-- Required work --
Scan the records below. Report the number of lines containing the word "const", and nothing more.

-- Data to use --
//! Tracing subscriber setup. Logs go to stderr so stdout stays parseable.
use std::str::FromStr;

use tracing_subscriber::{fmt, layer::SubscriberExt, util::SubscriberInitExt, EnvFilter};

#[derive(Debug, Clone, Copy, PartialEq, Eq)]
pub enum LogFormat {
    Human,
    Json,
}

impl FromStr for LogFormat {
    type Err = String;

    fn from_str(s: &str) -> Result<Self, Self::Err> {
        match s.to_ascii_lowercase().as_str() {
            "human" => Ok(LogFormat::Human),
            "json" => Ok(LogFormat::Json),
            other => Err(format!("unknown log format {other:?} (expected human or json)")),
        }
    }
}

/// `RUST_LOG` wins over `level` when set.
pub fn init_logging(format: LogFormat, level: &str) {
    let filter = EnvFilter::try_from_default_env().unwrap_or_else(|_| EnvFilter::new(level));

    match format {
        LogFormat::Human => {
            tracing_subscriber::registry()
                .with(filter)
                .with(fmt::layer().with_writer(std::io::stderr).with_target(false))
                .init();
        }
        LogFormat::Json => {
            tracing_subscriber::registry()
                .with(filter)
                .with(fmt::layer().json().with_writer(std::io::stderr).with_target(true))
                .init();
        }
    }
}
// File: presale-hash/src/lib.rs
//! Keccak-256 primitives shared by the whitelist tooling.
//!
//! The byte layout here has to match the on-chain verifier exactly:
//! leaves are the bare hash of the identifier bytes (no domain prefix),
//! and interior nodes hash the two children in ascending byte order.
use sha3::{Digest as _, Keccak256};

pub const DIGEST_LEN: usize = 32;

/// A 32-byte Keccak-256 output.
pub type Digest = [u8; DIGEST_LEN];

/// Root published when the whitelist is empty or disabled.
pub const ZERO_DIGEST: Digest = [0u8; DIGEST_LEN];

#[inline]
pub fn keccak256(data: &[u8]) -> Digest {
    Keccak256::digest(data).into()
}

/// Leaf hash of a participant identifier's raw bytes.
#[inline]
pub fn leaf_hash(identifier: &[u8]) -> Digest {
    keccak256(identifier)
}

/// Hash two sibling nodes, smaller one first.
///
/// Equal inputs (the odd-node self pairing) simply hash `a || a`.
#[inline]
pub fn hash_pair(a: &Digest, b: &Digest) -> Digest {
    let (lo, hi) = if a <= b { (a, b) } else { (b, a) };
    Keccak256::new()
        .chain_update(lo)
        .chain_update(hi)
        .finalize()
        .into()
}

/// `0x`-prefixed lowercase hex, the transport form for roots.
pub fn to_prefixed_hex(digest: &Digest) -> String {
    format!("0x{}", hex::encode(digest))
}
//! Serialization adapters for whitelist outputs.
//!
//! The engine produces raw digests; consumers want either hex strings or
//! plain byte arrays in JSON, and tooling sometimes wants a compact binary
//! bundle. All three shapes are derived from the same [`Whitelist`].
use std::collections::BTreeMap;
use std::fmt;
use std::str::FromStr;

use presale_hash::{to_prefixed_hex, Digest, DIGEST_LEN, ZERO_DIGEST};
use serde::{Deserialize, Serialize};

use crate::{Identifier, Whitelist, WhitelistError};

/// Parse a 32-byte value from hex, with or without a `0x` prefix.
pub fn parse_digest(s: &str) -> Result<Digest, WhitelistError> {
    let s = s.trim();
    let clean = s.strip_prefix("0x").unwrap_or(s);
    if clean.len() != DIGEST_LEN * 2 {
        return Err(WhitelistError::InvalidDigest(format!(
            "expected {} hex chars, got {}",
            DIGEST_LEN * 2,
            clean.len()
        )));
    }
    let mut out = ZERO_DIGEST;
    hex::decode_to_slice(clean, &mut out)
        .map_err(|e| WhitelistError::InvalidDigest(e.to_string()))?;
    Ok(out)
}

/// A root as it appears in configuration: hex text or a list of bytes.
#[derive(Clone, Debug, PartialEq, Eq, Serialize, Deserialize)]
#[serde(untagged)]
pub enum RootInput {
    Hex(String),
    Bytes(Vec<u8>),
}

impl RootInput {
    pub fn resolve(&self) -> Result<Digest, WhitelistError> {
        match self {
            RootInput::Hex(s) => parse_digest(s),
            RootInput::Bytes(b) => b.as_slice().try_into().map_err(|_| {
                WhitelistError::InvalidDigest(format!("expected {DIGEST_LEN} bytes, got {}", b.len()))
            }),
        }
    }
}

impl Default for RootInput {
    fn default() -> Self { RootInput::Bytes(ZERO_DIGEST.to_vec()) }
}

#[derive(Clone, Copy, Debug, Default, PartialEq, Eq, Serialize, Deserialize)]
#[serde(rename_all = "lowercase")]
pub enum ProofEncoding {
    #[default]
    Hex,
    Bytes,
}

impl FromStr for ProofEncoding {
    type Err = String;

    fn from_str(s: &str) -> Result<Self, Self::Err> {
        match s.to_ascii_lowercase().as_str() {
            "hex" => Ok(ProofEncoding::Hex),
            "bytes" => Ok(ProofEncoding::Bytes),
            other => Err(format!("unknown proof encoding {other:?} (expected hex or bytes)")),
        }
    }
}

impl fmt::Display for ProofEncoding {
    fn fmt(&self, f: &mut fmt::Formatter<'_>) -> fmt::Result {
        f.write_str(match self {
            ProofEncoding::Hex => "hex",
            ProofEncoding::Bytes => "bytes",
        })
    }
}

/// One proof in its transport shape.
#[derive(Clone, Debug, PartialEq, Eq, Serialize, Deserialize)]
#[serde(untagged)]
pub enum EncodedProof {
    /// Unprefixed lowercase hex per node.
    Hex(Vec<String>),
    Bytes(Vec<Digest>),
}

impl EncodedProof {
    pub fn encode(path: &[Digest], encoding: ProofEncoding) -> Self {
        match encoding {
            ProofEncoding::Hex => EncodedProof::Hex(path.iter().map(hex::encode).collect()),
            ProofEncoding::Bytes => EncodedProof::Bytes(path.to_vec()),
        }
    }

    pub fn decode(&self) -> Result<Vec<Digest>, WhitelistError> {
        match self {
            EncodedProof::Hex(nodes) => nodes.iter().map(|n| parse_digest(n)).collect(),
            EncodedProof::Bytes(nodes) => Ok(nodes.clone()),
        }
    }
}

/// JSON artifact published after a whitelist import.
#[derive(Clone, Debug, PartialEq, Eq, Serialize, Deserialize)]
#[serde(rename_all = "camelCase")]
pub struct WhitelistArtifacts {
    pub root: String,
    pub count: usize,
    pub encoding: ProofEncoding,
    pub whitelist: Vec<Identifier>,
    pub proofs: BTreeMap<Identifier, EncodedProof>,
}

impl WhitelistArtifacts {
    pub fn new(whitelist: &Whitelist, encoding: ProofEncoding) -> Self {
        let proofs = whitelist
            .proofs()
            .into_iter()
            .map(|(id, path)| (id, EncodedProof::encode(&path, encoding)))
            .collect();
        Self {
            root: to_prefixed_hex(&whitelist.root()),
            count: whitelist.len(),
            encoding,
            whitelist: whitelist.identifiers().to_vec(),
            proofs,
        }
    }

    pub fn root_digest(&self) -> Result<Digest, WhitelistError> { parse_digest(&self.root) }

    pub fn proof_for(&self, id: &Identifier) -> Result<Vec<Digest>, WhitelistError> {
        self.proofs
            .get(id)
            .ok_or_else(|| WhitelistError::NotFound(id.to_string()))?
            .decode()
    }

    pub fn to_json_pretty(&self) -> Result<String, WhitelistError> {
        Ok(serde_json::to_string_pretty(self)?)
    }

    pub fn from_json(text: &str) -> Result<Self, WhitelistError> {
        Ok(serde_json::from_str(text)?)
    }
}

/// Binary form: every leaf in order with its own proof, duplicates included.
#[derive(Clone, Debug, PartialEq, Eq, Serialize, Deserialize)]
pub struct WhitelistBundle {
    pub root: Digest,
    pub entries: Vec<(Identifier, Vec<Digest>)>,
}

impl WhitelistBundle {
    pub fn new(whitelist: &Whitelist) -> Result<Self, WhitelistError> {
        let entries = whitelist
            .identifiers()
            .iter()
            .enumerate()
            .map(|(i, id)| whitelist.proof_at(i).map(|path| (*id, path)))
            .collect::<Result<Vec<_>, WhitelistError>>()?;
        Ok(Self { root: whitelist.root(), entries })
    }

    pub fn to_bincode(&self) -> Result<Vec<u8>, WhitelistError> { Ok(bincode::serialize(self)?) }

    pub fn from_bincode(bytes: &[u8]) -> Result<Self, WhitelistError> {
        Ok(bincode::deserialize(bytes)?)
    }
}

-- Solution to the problem --
2